The offerings of holiday-specific wines increase each year.

In early March, several busy stockers were neatly perfecting displays and double-checking items against a 16-page inventory after the delivery of a second large truckload. Eight people had been filling shelves full time the two days prior.

One of the stockers said he thinks the Kroger Passover selection is not only the largest in Atlanta, but “probably the biggest south of Baltimore and north of Boca.”

So it may come as no surprise that the store draws Passover shoppers from six states: Alabama, Florida, Georgia, North and South Carolina, and Tennessee.

Betzalel Yochanan, the kosher foods manager at the supermarket, said the Passover order goes in around November. This year the store started stocking the Passover shelves seven to eight weeks out and will constantly fill in items until the holiday.

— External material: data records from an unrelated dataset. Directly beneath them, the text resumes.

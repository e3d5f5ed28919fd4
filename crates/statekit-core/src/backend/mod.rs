//! Persistence gateway
//!
//! A [`StateBackend`] owns the physical representation of one state: it reads
//! the stored bytes, writes the pre-move backup and commits the new bytes.
//! The move engine never touches storage itself.

mod local;

pub use local::LocalBackend;

use statekit_fs::NormalizedPath;

use crate::backup::BackupRecord;

/// Storage for one state.
pub trait StateBackend: Send + Sync {
    /// Where the state lives, for diagnostics and same-store detection.
    fn location(&self) -> &NormalizedPath;

    /// Read the stored bytes, or `None` when nothing is stored yet.
    fn read(&self) -> statekit_fs::Result<Option<Vec<u8>>>;

    /// Back up `content`, the bytes previously returned by [`read`](Self::read).
    ///
    /// Returns `None` when this backend is configured without backups.
    fn write_backup(&self, content: &[u8]) -> statekit_fs::Result<Option<BackupRecord>>;

    /// Replace the stored state with `content`.
    ///
    /// Either the new content becomes visible in full or the old content
    /// stays in place.
    fn commit(&self, content: &[u8]) -> statekit_fs::Result<()>;
}
//! Address parsing
//!
//! Grammar accepted by [`Target::parse`]:
//!
//! ```text
//! target   := step ("." step)* ("." resource)? | resource
//! step     := "module." IDENT key?
//! resource := ("data.")? IDENT "." IDENT key?
//! key      := "[" INTEGER "]" | "[" STRING "]"
//! ```
//!
//! `STRING` is double quoted and supports the escapes `\"`, `\\`, `\n`,
//! `\r` and `\t`. Splat and wildcard keys are rejected.

use std::fmt;
use std::str::FromStr;

use super::{
    AbsResource, AbsResourceInstance, InstanceKey, ModuleInstance, ModuleInstanceStep, Resource,
    ResourceMode,
};
use crate::{Error, Result};

/// A parsed move source or destination.
#[derive(Debug, Clone, PartialEq, Eq, Hash)]
pub enum Target {
    /// A module instance and everything beneath it
    Module(ModuleInstance),
    /// A resource with all of its instances
    Resource(AbsResource),
    /// One keyed instance of a resource
    Instance(AbsResourceInstance),
}

impl Target {
    /// Parse address text into a [`Target`].
    ///
    /// A resource address without a key parses as [`Target::Resource`];
    /// with a key it parses as [`Target::Instance`].
    pub fn parse(input: &str) -> Result<Self> {
        let mut cursor = Cursor::new(input);
        if input.trim().is_empty() {
            return Err(Error::malformed(input, "", "address is empty"));
        }

        let mut steps = Vec::new();
        loop {
            let word = cursor.ident()?;

            if word == "module" {
                cursor.expect('.')?;
                let name = cursor.ident()?;
                let key = cursor.key()?;
                steps.push(ModuleInstanceStep { name, key });
                if cursor.at_end() {
                    return Ok(Self::Module(steps.into_iter().collect()));
                }
                cursor.expect('.')?;
                continue;
            }

            let (mode, type_name) = if word == "data" {
                cursor.expect('.')?;
                (ResourceMode::Data, cursor.ident()?)
            } else {
                (ResourceMode::Managed, word)
            };
            cursor.expect('.')?;
            let name = cursor.ident()?;
            let key = cursor.key()?;
            if !cursor.at_end() {
                return Err(cursor.error_at(cursor.pos, "unexpected text after resource address"));
            }

            let resource = AbsResource {
                module: steps.into_iter().collect(),
                resource: Resource {
                    mode,
                    type_name,
                    name,
                },
            };
            return Ok(match key {
                InstanceKey::NoKey => Self::Resource(resource),
                key => Self::Instance(resource.instance(key)),
            });
        }
    }
}

impl FromStr for Target {
    type Err = Error;

    fn from_str(s: &str) -> Result<Self> {
        Self::parse(s)
    }
}

impl fmt::Display for Target {
    fn fmt(&self, f: &mut fmt::Formatter<'_>) -> fmt::Result {
        match self {
            Self::Module(module) => write!(f, "{module}"),
            Self::Resource(addr) => write!(f, "{addr}"),
            Self::Instance(addr) => write!(f, "{addr}"),
        }
    }
}

struct Cursor<'a> {
    input: &'a str,
    pos: usize,
}

impl<'a> Cursor<'a> {
    fn new(input: &'a str) -> Self {
        Self { input, pos: 0 }
    }

    fn rest(&self) -> &'a str {
        &self.input[self.pos..]
    }

    fn peek(&self) -> Option<char> {
        self.rest().chars().next()
    }

    fn bump(&mut self) -> Option<char> {
        let ch = self.peek()?;
        self.pos += ch.len_utf8();
        Some(ch)
    }

    fn at_end(&self) -> bool {
        self.pos >= self.input.len()
    }

    /// Text from `from` up to the next `.` after it, used to point at a bad token.
    fn token_at(&self, from: usize) -> String {
        let rest = &self.input[from..];
        if rest.is_empty() {
            return "end of input".to_string();
        }
        let end = rest
            .char_indices()
            .skip(1)
            .find(|(_, ch)| *ch == '.')
            .map_or(rest.len(), |(idx, _)| idx);
        rest[..end].to_string()
    }

    fn error_at(&self, from: usize, reason: &str) -> Error {
        Error::malformed(self.input, self.token_at(from), reason)
    }

    fn expect(&mut self, expected: char) -> Result<()> {
        match self.peek() {
            Some(ch) if ch == expected => {
                self.bump();
                Ok(())
            }
            _ => Err(self.error_at(self.pos, &format!("expected '{expected}'"))),
        }
    }

    fn ident(&mut self) -> Result<String> {
        let start = self.pos;
        match self.peek() {
            Some(ch) if ch.is_ascii_alphabetic() || ch == '_' => {}
            _ => return Err(self.error_at(start, "expected a name")),
        }
        while let Some(ch) = self.peek() {
            if ch.is_ascii_alphanumeric() || ch == '_' || ch == '-' {
                self.bump();
            } else {
                break;
            }
        }
        Ok(self.input[start..self.pos].to_string())
    }

    fn key(&mut self) -> Result<InstanceKey> {
        if self.peek() != Some('[') {
            return Ok(InstanceKey::NoKey);
        }
        let start = self.pos;
        self.bump();

        let key = match self.peek() {
            Some('"') => {
                self.bump();
                InstanceKey::Str(self.string_body(start)?)
            }
            Some(ch) if ch.is_ascii_digit() => {
                let digits_start = self.pos;
                while self.peek().is_some_and(|ch| ch.is_ascii_digit()) {
                    self.bump();
                }
                let digits = &self.input[digits_start..self.pos];
                let n = digits
                    .parse::<i64>()
                    .map_err(|_| self.error_at(start, "instance index is out of range"))?;
                InstanceKey::Int(n)
            }
            Some('*') => return Err(self.error_at(start, "wildcard keys are not supported")),
            None => return Err(self.error_at(start, "unterminated instance key")),
            Some(_) => {
                return Err(self.error_at(
                    start,
                    "instance key must be an integer or a quoted string",
                ));
            }
        };

        if self.peek() != Some(']') {
            let reason = if self.at_end() {
                "unterminated instance key"
            } else {
                "expected ']'"
            };
            return Err(self.error_at(start, reason));
        }
        self.bump();
        Ok(key)
    }

    fn string_body(&mut self, start: usize) -> Result<String> {
        let mut value = String::new();
        loop {
            match self.bump() {
                None => return Err(self.error_at(start, "unterminated string key")),
                Some('"') => return Ok(value),
                Some('\\') => match self.bump() {
                    Some('"') => value.push('"'),
                    Some('\\') => value.push('\\'),
                    Some('n') => value.push('\n'),
                    Some('r') => value.push('\r'),
                    Some('t') => value.push('\t'),
                    _ => return Err(self.error_at(start, "invalid escape in string key")),
                },
                Some(ch) => value.push(ch),
            }
        }
    }
}

#[cfg(test)]
mod tests {
    use super::*;

    fn token_of(input: &str) -> String {
        match Target::parse(input).unwrap_err() {
            Error::MalformedAddress { token, .. } => token,
            other => panic!("unexpected error: {other}"),
        }
    }

    #[test]
    fn parses_module_path() {
        let target = Target::parse("module.foo.module.child1").unwrap();
        assert!(matches!(target, Target::Module(_)));
        assert_eq!(target.to_string(), "module.foo.module.child1");
    }

    #[test]
    fn parses_keyed_module_and_resource() {
        let target = Target::parse(r#"module.foo["a"].test_instance.bar[2]"#).unwrap();
        let Target::Instance(addr) = target else {
            panic!("expected an instance address");
        };
        assert_eq!(addr.module.steps()[0].key, InstanceKey::from("a"));
        assert_eq!(addr.resource, Resource::managed("test_instance", "bar"));
        assert_eq!(addr.key, InstanceKey::Int(2));
    }

    #[test]
    fn parses_data_source() {
        let Target::Resource(addr) = Target::parse("data.test_data_source.one").unwrap() else {
            panic!("expected a resource address");
        };
        assert_eq!(addr.resource.mode, ResourceMode::Data);
        assert_eq!(addr.resource.type_name, "test_data_source");
    }

    #[test]
    fn string_key_unescapes() {
        let Target::Instance(addr) = Target::parse(r#"test_instance.foo["a\"b\\c"]"#).unwrap()
        else {
            panic!("expected an instance address");
        };
        assert_eq!(addr.key, InstanceKey::from("a\"b\\c"));
    }

    #[test]
    fn rejects_empty_input() {
        assert!(Target::parse("").is_err());
        assert!(Target::parse("   ").is_err());
    }

    #[test]
    fn rejects_resource_without_name() {
        assert_eq!(token_of("test_instance"), "end of input");
        assert_eq!(token_of("test_instance."), "end of input");
    }

    #[test]
    fn rejects_unterminated_key() {
        assert_eq!(token_of("test_instance.foo["), "[");
        assert_eq!(token_of("test_instance.foo[12"), "[12");
    }

    #[test]
    fn rejects_wildcard_key() {
        assert_eq!(token_of("test_instance.foo[*]"), "[*]");
    }

    #[test]
    fn rejects_trailing_text() {
        assert_eq!(token_of("test_instance.foo.bar"), ".bar");
    }

    #[test]
    fn rejects_bad_identifier() {
        assert_eq!(token_of("module.9lives"), "9lives");
    }

    #[test]
    fn rejects_out_of_range_index() {
        assert!(Target::parse("test_instance.foo[99999999999999999999]").is_err());
    }
}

There is an air of mutual appreciation between the store and the surrounding Jewish community. Chaya Leah Starkman, who was at Kroger doing her Passover shopping early, before the shelves were depleted, said: “Betzalel does a really, really good job. He brings in great items. … He’s a gem. He’s very dedicated, and if you want a product, he’ll get it for you. He’s really done a lot for the Kosher section.”

Glynn Jenkins, the public relations director for Kroger’s Atlanta Division, said he believes the Toco Hills and Fountain Oaks stores provide two of the largest kosher-for-Passover selections in Atlanta. “We appreciate and value our loyal customers and will continue to expand our different lines of kosher products in our Kroger Atlanta stores.”